Sa réflexion s’enrichit alors sans s’éloigner de ses prémisses hégéliennes ou spinozistes. Qu’on en juge : « Tous les poèmes récités, et tous les chants sans exception, ce sont des portions de Vishnu, du Grand Être, revêtu d’une forme sonore » [36], affirme t il en citant une source sanskrite. Faisant sienne la théorie du grammairien vedântiste Bhartrihari [37], René Daumal affirme que la théorie du rapport de simple convention entre les mots et les choses et celle d’une relation essentielle ne sont pas antinomiques. Il existe en effet selon Bhartrihari deux sortes de langages, l’un qui est « fait de mots sonores (dhvani), mots usuels, soumis aux lois naturelles, c’est à dire aux règles de la phonétique et de la grammaire » ; l’autre qui est fait « de mots germes (sphota), idéaux, inaltérables, qui sont les modalités de l’atman universel, les divisions réelles de l’univers ; le mot sphota est dans le rapport de cause manifestante à effet manifesté » [38]. A l’aide d’une telle théorie, la volonté d’arriver à l’Unité par le Verbe poétique s’organise en toute logique.
Ainsi l’acte ‘positif’ de négation permet au poète d’aller au delà de la multiplicité apparente des ‘bulles’ :
« Une Mer bouillonnante devant toi ;
le mot OUI brille innombrable, reflété par chaque bulle.
Mâle le NON, il regarde la femelle. » [39]
Ces bulles sont l’image d’un monde illusoire auquel il ne faut pas se laisser prendre. C’est le poète, « lueur reflétée de l’atman universel [dont] l’acte poétique participe au mouvement cosmique » [40] qui en est la clef (d’où le nom de clavicule).

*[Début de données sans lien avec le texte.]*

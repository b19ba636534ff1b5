//! Reference-counted cache of node subtrees shared between handles.

use std::collections::HashMap;

use crate::node_id::NodeId;

use super::arena::{NodeArena, NodeIdx};
use super::handle::NodeHandle;

#[derive(Debug, Clone, Copy, PartialEq, Eq)]
pub(crate) struct CacheEntry {
    pub(crate) ref_count: u32,
    pub(crate) root: NodeIdx,
    /// The cache owns the subtree and frees it when the entry is dropped.
    pub(crate) owned: bool,
}

#[derive(Debug, Default)]
pub(crate) struct ComponentCache {
    entries: HashMap<NodeId, CacheEntry>,
}

impl ComponentCache {
    pub(crate) fn new() -> Self {
        Self::default()
    }

    /// Resolves a handle against an existing entry.
    pub(crate) fn lookup(&self, arena: &NodeArena, handle: &NodeHandle) -> Option<NodeIdx> {
        let entry = self.entries.get(&handle.cache_key())?;
        match handle.component_path() {
            Some(path) => arena.resolve_path(entry.root, path),
            None => Some(entry.root),
        }
    }

    /// Takes a reference on the entry for `handle`, creating it for `node`
    /// if absent. Returns the node the handle resolves to.
    pub(crate) fn add(&mut self, arena: &NodeArena, handle: &NodeHandle, node: NodeIdx, owned: bool) -> NodeIdx {
        let key = handle.cache_key();
        if let Some(entry) = self.entries.get_mut(&key) {
            entry.ref_count += 1;
            return match handle.component_path() {
                Some(path) => arena.resolve_path(entry.root, path).unwrap_or(node),
                None => entry.root,
            };
        }

        let root = if handle.component_path().is_some() {
            arena.hierarchy_root(node)
        } else {
            node
        };
        self.entries.insert(
            key,
            CacheEntry {
                ref_count: 1,
                root,
                owned,
            },
        );
        node
    }

    /// Drops one reference. Returns the entry once its count reaches zero.
    pub(crate) fn release(&mut self, key: &NodeId) -> Option<CacheEntry> {
        let entry = self.entries.get_mut(key)?;
        entry.ref_count = entry.ref_count.saturating_sub(1);
        if entry.ref_count == 0 {
            return self.entries.remove(key);
        }
        None
    }

    pub(crate) fn ref_count(&self, key: &NodeId) -> Option<u32> {
        self.entries.get(key).map(|e| e.ref_count)
    }

    /// True if some entry holds `root` as its subtree root.
    pub(crate) fn holds_root(&self, root: NodeIdx) -> bool {
        self.entries.values().any(|e| e.root == root)
    }

    pub(crate) fn clear(&mut self) -> Vec<CacheEntry> {
        self.entries.drain().map(|(_, e)| e).collect()
    }
}

#[cfg(test)]
mod tests {
    use super::*;
    use crate::address_space::component_id::ParsedNodeId;
    use crate::node::Node;
    use crate::node_id::QualifiedName;

    fn setup() -> (NodeArena, NodeIdx, NodeIdx) {
        let mut arena = NodeArena::new();
        let root = arena.insert(Node::object(
            NodeId::string(1, "1:Tank"),
            QualifiedName::new(1, "Tank"),
        ));
        let level = arena.insert(Node::object(
            NodeId::string(1, "1:Tank?Level"),
            QualifiedName::new(1, "Level"),
        ));
        arena.attach(root, level);
        (arena, root, level)
    }

    fn handle(text: &str) -> NodeHandle {
        let id = NodeId::string(1, text);
        let parsed = ParsedNodeId::parse(&id);
        NodeHandle::deferred(id, parsed)
    }

    #[test]
    fn test_refcount_add_and_release() {
        let (arena, root, level) = setup();
        let mut cache = ComponentCache::new();
        let h = handle("1:Tank?Level");
        let key = h.cache_key();

        assert_eq!(cache.add(&arena, &h, level, true), level);
        assert_eq!(cache.ref_count(&key), Some(1));
        assert!(cache.holds_root(root));

        assert_eq!(cache.add(&arena, &h, level, true), level);
        assert_eq!(cache.ref_count(&key), Some(2));

        assert!(cache.release(&key).is_none());
        assert_eq!(cache.ref_count(&key), Some(1));
        assert_eq!(cache.lookup(&arena, &h), Some(level));

        let dropped = cache.release(&key).unwrap();
        assert_eq!(dropped.root, root);
        assert!(dropped.owned);
        assert_eq!(cache.ref_count(&key), None);
        assert!(cache.lookup(&arena, &h).is_none());
    }

    #[test]
    fn test_sibling_components_share_root_entry() {
        let (arena, root, level) = setup();
        let mut cache = ComponentCache::new();
        cache.add(&arena, &handle("1:Tank?Level"), level, true);
        let root_handle = handle("1:Tank?");
        assert_eq!(cache.add(&arena, &root_handle, root, true), root);
        assert_eq!(cache.ref_count(&NodeId::string(1, "1:Tank")), Some(2));
    }

    #[test]
    fn test_release_unknown_key() {
        let mut cache = ComponentCache::new();
        assert!(cache.release(&NodeId::numeric(1, 1)).is_none());
    }
}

Mais cela ne se fait pas sans ascèse :
« L’opération poétique [...] est un véritable travail du poète, non seulement pour connaître les lois de sa matière et les règles de son métier, mais aussi, travail intérieur, pour se discipliner et s’ordonner lui même afin de devenir un meilleur instrument des fonctions « supra naturelles » — en somme, une sorte de yoga. » [41]

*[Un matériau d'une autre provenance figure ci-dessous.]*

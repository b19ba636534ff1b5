//! Protocol status codes.
//!
//! Per-item outcomes in batch calls are reported as `StatusCode` values rather
//! than Rust errors. The numeric values match the wire protocol so a transport
//! layer can encode them without translation.

use std::fmt;

use serde::{Deserialize, Serialize};

/// A 32-bit protocol status code.
///
/// The top two bits carry the severity (`00` good, `01` uncertain, `10` bad).
/// The low 16 bits carry info bits such as overflow or semantics-changed.
///
/// # Examples
///
/// ```
/// use uaspace::StatusCode;
///
/// assert!(StatusCode::GOOD.is_good());
/// assert!(StatusCode::BAD_NODE_ID_UNKNOWN.is_bad());
/// assert!(StatusCode::GOOD.with_overflow().is_overflow());
/// ```
#[derive(Debug, Clone, Copy, PartialEq, Eq, Hash, Default, Serialize, Deserialize)]
#[serde(transparent)]
pub struct StatusCode(u32);

macro_rules! status_codes {
    ($($name:ident = $value:expr, $text:expr;)*) => {
        impl StatusCode {
            $(
                #[allow(missing_docs)]
                pub const $name: Self = Self($value);
            )*

            /// Symbolic name of the code (ignoring info bits).
            #[must_use]
            pub fn name(self) -> &'static str {
                match self.code() {
                    $(x if x == $value => $text,)*
                    _ => "Unknown",
                }
            }
        }
    };
}

status_codes! {
    GOOD = 0x0000_0000, "Good";
    UNCERTAIN_INITIAL_VALUE = 0x4092_0000, "UncertainInitialValue";
    BAD_UNEXPECTED_ERROR = 0x8001_0000, "BadUnexpectedError";
    BAD_INTERNAL_ERROR = 0x8002_0000, "BadInternalError";
    BAD_TIMEOUT = 0x800A_0000, "BadTimeout";
    BAD_NOTHING_TO_DO = 0x800F_0000, "BadNothingToDo";
    BAD_TOO_MANY_OPERATIONS = 0x8010_0000, "BadTooManyOperations";
    BAD_USER_ACCESS_DENIED = 0x801F_0000, "BadUserAccessDenied";
    BAD_SUBSCRIPTION_ID_INVALID = 0x8028_0000, "BadSubscriptionIdInvalid";
    BAD_WAITING_FOR_INITIAL_DATA = 0x8032_0000, "BadWaitingForInitialData";
    BAD_NODE_ID_INVALID = 0x8033_0000, "BadNodeIdInvalid";
    BAD_NODE_ID_UNKNOWN = 0x8034_0000, "BadNodeIdUnknown";
    BAD_ATTRIBUTE_ID_INVALID = 0x8035_0000, "BadAttributeIdInvalid";
    BAD_INDEX_RANGE_INVALID = 0x8036_0000, "BadIndexRangeInvalid";
    BAD_INDEX_RANGE_NO_DATA = 0x8037_0000, "BadIndexRangeNoData";
    BAD_DATA_ENCODING_INVALID = 0x8038_0000, "BadDataEncodingInvalid";
    BAD_DATA_ENCODING_UNSUPPORTED = 0x8039_0000, "BadDataEncodingUnsupported";
    BAD_NOT_READABLE = 0x803A_0000, "BadNotReadable";
    BAD_NOT_WRITABLE = 0x803B_0000, "BadNotWritable";
    BAD_OUT_OF_RANGE = 0x803C_0000, "BadOutOfRange";
    BAD_NOT_SUPPORTED = 0x803D_0000, "BadNotSupported";
    BAD_NOT_FOUND = 0x803E_0000, "BadNotFound";
    BAD_NOT_IMPLEMENTED = 0x8040_0000, "BadNotImplemented";
    BAD_MONITORING_MODE_INVALID = 0x8041_0000, "BadMonitoringModeInvalid";
    BAD_MONITORED_ITEM_ID_INVALID = 0x8042_0000, "BadMonitoredItemIdInvalid";
    BAD_MONITORED_ITEM_FILTER_INVALID = 0x8043_0000, "BadMonitoredItemFilterInvalid";
    BAD_MONITORED_ITEM_FILTER_UNSUPPORTED = 0x8044_0000, "BadMonitoredItemFilterUnsupported";
    BAD_FILTER_NOT_ALLOWED = 0x8045_0000, "BadFilterNotAllowed";
    BAD_EVENT_FILTER_INVALID = 0x8047_0000, "BadEventFilterInvalid";
    BAD_CONTINUATION_POINT_INVALID = 0x804A_0000, "BadContinuationPointInvalid";
    BAD_NO_CONTINUATION_POINTS = 0x804B_0000, "BadNoContinuationPoints";
    BAD_REFERENCE_TYPE_ID_INVALID = 0x804C_0000, "BadReferenceTypeIdInvalid";
    BAD_BROWSE_DIRECTION_INVALID = 0x804D_0000, "BadBrowseDirectionInvalid";
    BAD_NODE_NOT_IN_VIEW = 0x804E_0000, "BadNodeNotInView";
    BAD_PARENT_NODE_ID_INVALID = 0x805B_0000, "BadParentNodeIdInvalid";
    BAD_NODE_ID_EXISTS = 0x805E_0000, "BadNodeIdExists";
    BAD_NODE_CLASS_INVALID = 0x805F_0000, "BadNodeClassInvalid";
    BAD_BROWSE_NAME_INVALID = 0x8060_0000, "BadBrowseNameInvalid";
    BAD_VIEW_ID_UNKNOWN = 0x806B_0000, "BadViewIdUnknown";
    BAD_NO_MATCH = 0x806F_0000, "BadNoMatch";
    BAD_HISTORY_OPERATION_INVALID = 0x8071_0000, "BadHistoryOperationInvalid";
    BAD_HISTORY_OPERATION_UNSUPPORTED = 0x8072_0000, "BadHistoryOperationUnsupported";
    BAD_WRITE_NOT_SUPPORTED = 0x8073_0000, "BadWriteNotSupported";
    BAD_TYPE_MISMATCH = 0x8074_0000, "BadTypeMismatch";
    BAD_METHOD_INVALID = 0x8075_0000, "BadMethodInvalid";
    BAD_ARGUMENTS_MISSING = 0x8076_0000, "BadArgumentsMissing";
    BAD_DEADBAND_FILTER_INVALID = 0x808E_0000, "BadDeadbandFilterInvalid";
    BAD_NO_DATA = 0x809B_0000, "BadNoData";
    BAD_INVALID_ARGUMENT = 0x80AB_0000, "BadInvalidArgument";
    BAD_AGGREGATE_NOT_SUPPORTED = 0x80D5_0000, "BadAggregateNotSupported";
    BAD_NOT_EXECUTABLE = 0x8111_0000, "BadNotExecutable";
}

impl StatusCode {
    const SEVERITY_MASK: u32 = 0xC000_0000;
    const SEVERITY_UNCERTAIN: u32 = 0x4000_0000;
    const SEVERITY_BAD: u32 = 0x8000_0000;
    const CODE_MASK: u32 = 0xFFFF_0000;

    const STRUCTURE_CHANGED: u32 = 0x0000_8000;
    const SEMANTICS_CHANGED: u32 = 0x0000_4000;
    const INFO_TYPE_DATA_VALUE: u32 = 0x0000_0400;
    const OVERFLOW: u32 = 0x0000_0080;

    /// Wrap a raw status value.
    #[must_use]
    pub const fn from_bits(bits: u32) -> Self {
        Self(bits)
    }

    /// The raw 32-bit value.
    #[must_use]
    pub const fn bits(self) -> u32 {
        self.0
    }

    /// The code with all info bits stripped.
    #[must_use]
    pub const fn code(self) -> u32 {
        self.0 & Self::CODE_MASK
    }

    /// Good severity.
    #[must_use]
    pub const fn is_good(self) -> bool {
        self.0 & Self::SEVERITY_MASK == 0
    }

    /// Uncertain severity.
    #[must_use]
    pub const fn is_uncertain(self) -> bool {
        self.0 & Self::SEVERITY_MASK == Self::SEVERITY_UNCERTAIN
    }

    /// Bad severity.
    #[must_use]
    pub const fn is_bad(self) -> bool {
        self.0 & Self::SEVERITY_BAD != 0
    }

    /// True if both codes are equal after stripping info bits.
    #[must_use]
    pub const fn same_code(self, other: Self) -> bool {
        self.code() == other.code()
    }

    /// Sets the Overflow info bit.
    #[must_use]
    pub const fn with_overflow(self) -> Self {
        Self(self.0 | Self::INFO_TYPE_DATA_VALUE | Self::OVERFLOW)
    }

    /// True if the Overflow info bit is set.
    #[must_use]
    pub const fn is_overflow(self) -> bool {
        self.0 & (Self::INFO_TYPE_DATA_VALUE | Self::OVERFLOW)
            == (Self::INFO_TYPE_DATA_VALUE | Self::OVERFLOW)
    }

    /// Sets the SemanticsChanged bit.
    #[must_use]
    pub const fn with_semantics_changed(self) -> Self {
        Self(self.0 | Self::SEMANTICS_CHANGED)
    }

    /// True if the SemanticsChanged bit is set.
    #[must_use]
    pub const fn is_semantics_changed(self) -> bool {
        self.0 & Self::SEMANTICS_CHANGED != 0
    }

    /// Sets the StructureChanged bit.
    #[must_use]
    pub const fn with_structure_changed(self) -> Self {
        Self(self.0 | Self::STRUCTURE_CHANGED)
    }

    /// True if the StructureChanged bit is set.
    #[must_use]
    pub const fn is_structure_changed(self) -> bool {
        self.0 & Self::STRUCTURE_CHANGED != 0
    }
}

impl fmt::Display for StatusCode {
    fn fmt(&self, f: &mut fmt::Formatter<'_>) -> fmt::Result {
        write!(f, "{} (0x{:08X})", self.name(), self.0)
    }
}

impl From<u32> for StatusCode {
    fn from(bits: u32) -> Self {
        Self(bits)
    }
}

#[cfg(test)]
mod tests {
    use super::*;

    #[test]
    fn test_severity() {
        assert!(StatusCode::GOOD.is_good());
        assert!(!StatusCode::GOOD.is_bad());
        assert!(StatusCode::UNCERTAIN_INITIAL_VALUE.is_uncertain());
        assert!(StatusCode::BAD_OUT_OF_RANGE.is_bad());
        assert!(!StatusCode::BAD_OUT_OF_RANGE.is_good());
    }

    #[test]
    fn test_info_bits_do_not_change_code() {
        let code = StatusCode::GOOD.with_overflow().with_semantics_changed();
        assert!(code.is_good());
        assert!(code.is_overflow());
        assert!(code.is_semantics_changed());
        assert!(!code.is_structure_changed());
        assert!(code.same_code(StatusCode::GOOD));
        assert_eq!(code.bits(), 0x0000_4480);
    }

    #[test]
    fn test_display_names() {
        let msg = StatusCode::BAD_NODE_ID_UNKNOWN.to_string();
        assert!(msg.contains("BadNodeIdUnknown"));
        assert!(msg.contains("0x80340000"));
        assert_eq!(StatusCode::from_bits(0x8FFF_0000).name(), "Unknown");
    }
}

Il ne suffit donc pas de connaître la théorie pour arriver à prononcer le Verbe ou, comme dit René Daumal, le Père Mot. En effet, « être un homme, dit l’Agni purâna, c’est difficile d’y parvenir, en ce monde ; et de là, bien difficile d’atteindre la connaissance ; de là, être un poète, c’est difficile d’y parvenir ; et de là, bien difficile d’atteindre la puissance créatrice » [42].
Selon Daumal, atteindre l’Unité par la voie de la dialectique et de la théologie négative est théoriquement possible. Il faut être poète, se laisser inspirer par le « Grand Souffle de la Tout entière Femelle » [43], Mère mot elle même réveillée par le Père Mot :
« Ici le JE parlant du zénith absolu d’un point particulier,
là le NON parlant de l’absolu Zénith de tout point.

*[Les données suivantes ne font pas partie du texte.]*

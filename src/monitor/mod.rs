//! Monitored items and notification delivery.
//!
//! Items sample node attributes (or collect events), filter and queue the
//! results, and hand them to the subscription layer on publish. The node
//! manager hosts their lifecycle; see [`lifecycle`] and [`notifier`].

/// Aggregate calculator contracts.
pub mod aggregate;
/// Event instances, event filters and field selection.
pub mod events;
/// Data-change and aggregate filters.
pub mod filter;
/// The monitored item itself.
pub mod item;
/// Create/modify/delete/transfer of monitored items.
pub mod lifecycle;
/// Event fan-out and condition refresh.
pub mod notifier;
/// Bounded data-change queue.
pub mod queue;

mod monitored_node;

pub(crate) use monitored_node::MonitoredNode;

pub use aggregate::{AggregateCalculator, AggregateConfiguration, AggregateManager, CalculatorSpec};
pub use events::{
    select_fields, ContentFilter, ContentFilterElement, EventFieldList, EventFilter, EventFilterEvaluator,
    EventFilterResult, EventInstance, FilterOperand, FilterOperator, IdentityTranslator, PermissiveEventFilter,
    SharedEvent, SimpleAttributeOperand, Translator,
};
pub use filter::{
    value_changed, AggregateFilter, DataChangeFilter, DataChangeTrigger, DeadbandType, MonitoringFilter,
    MonitoringFilterResult,
};
pub use item::{
    EventSupport, ItemKind, ItemSettings, MonitoredItem, MonitoredItemId, MonitoredItemIds, MonitoredItemInit,
    MonitoredItemNotification, SubscriptionId,
};
pub use lifecycle::{
    MonitoredItemCreateRequest, MonitoredItemCreateResult, MonitoredItemModifyRequest, MonitoredItemModifyResult,
    MonitoringParameters,
};
pub use queue::{DataChangeQueue, EnqueueOutcome};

Ici petite parole ouvrant les portes du palais vocal d’un homme particulier,
là, Grande Parole, parfait Mâle tout pénétrant. » [44]
L’avant-gardisme du Grand Jeu et de René Daumal déborde largement la notion de ‘négation de la tradition’ : il s’agit surtout d’une avant-garde comme tradition de la négation. Cela dépend du type de ‘révolution’ que l’on cherche. René Daumal aurait souhaité que ‘le Grand Jeu’, expression aux connotations avant-gardistes, s’appelât ‘la Voie’, laissant ainsi percer ses affinités avec la tradition. Mais on peut se demander s’il ne fit pas de cette contingence un atout, avec le sentiment que toute ‘Parole de Vérité’, fût-elle d’origine immémoriale, est toujours révolutionnaire en ce sens qu’elle contraint celui qui s’élance tête baissée vers l’avenir à mesurer le cercle de la prison qui l’enclôt.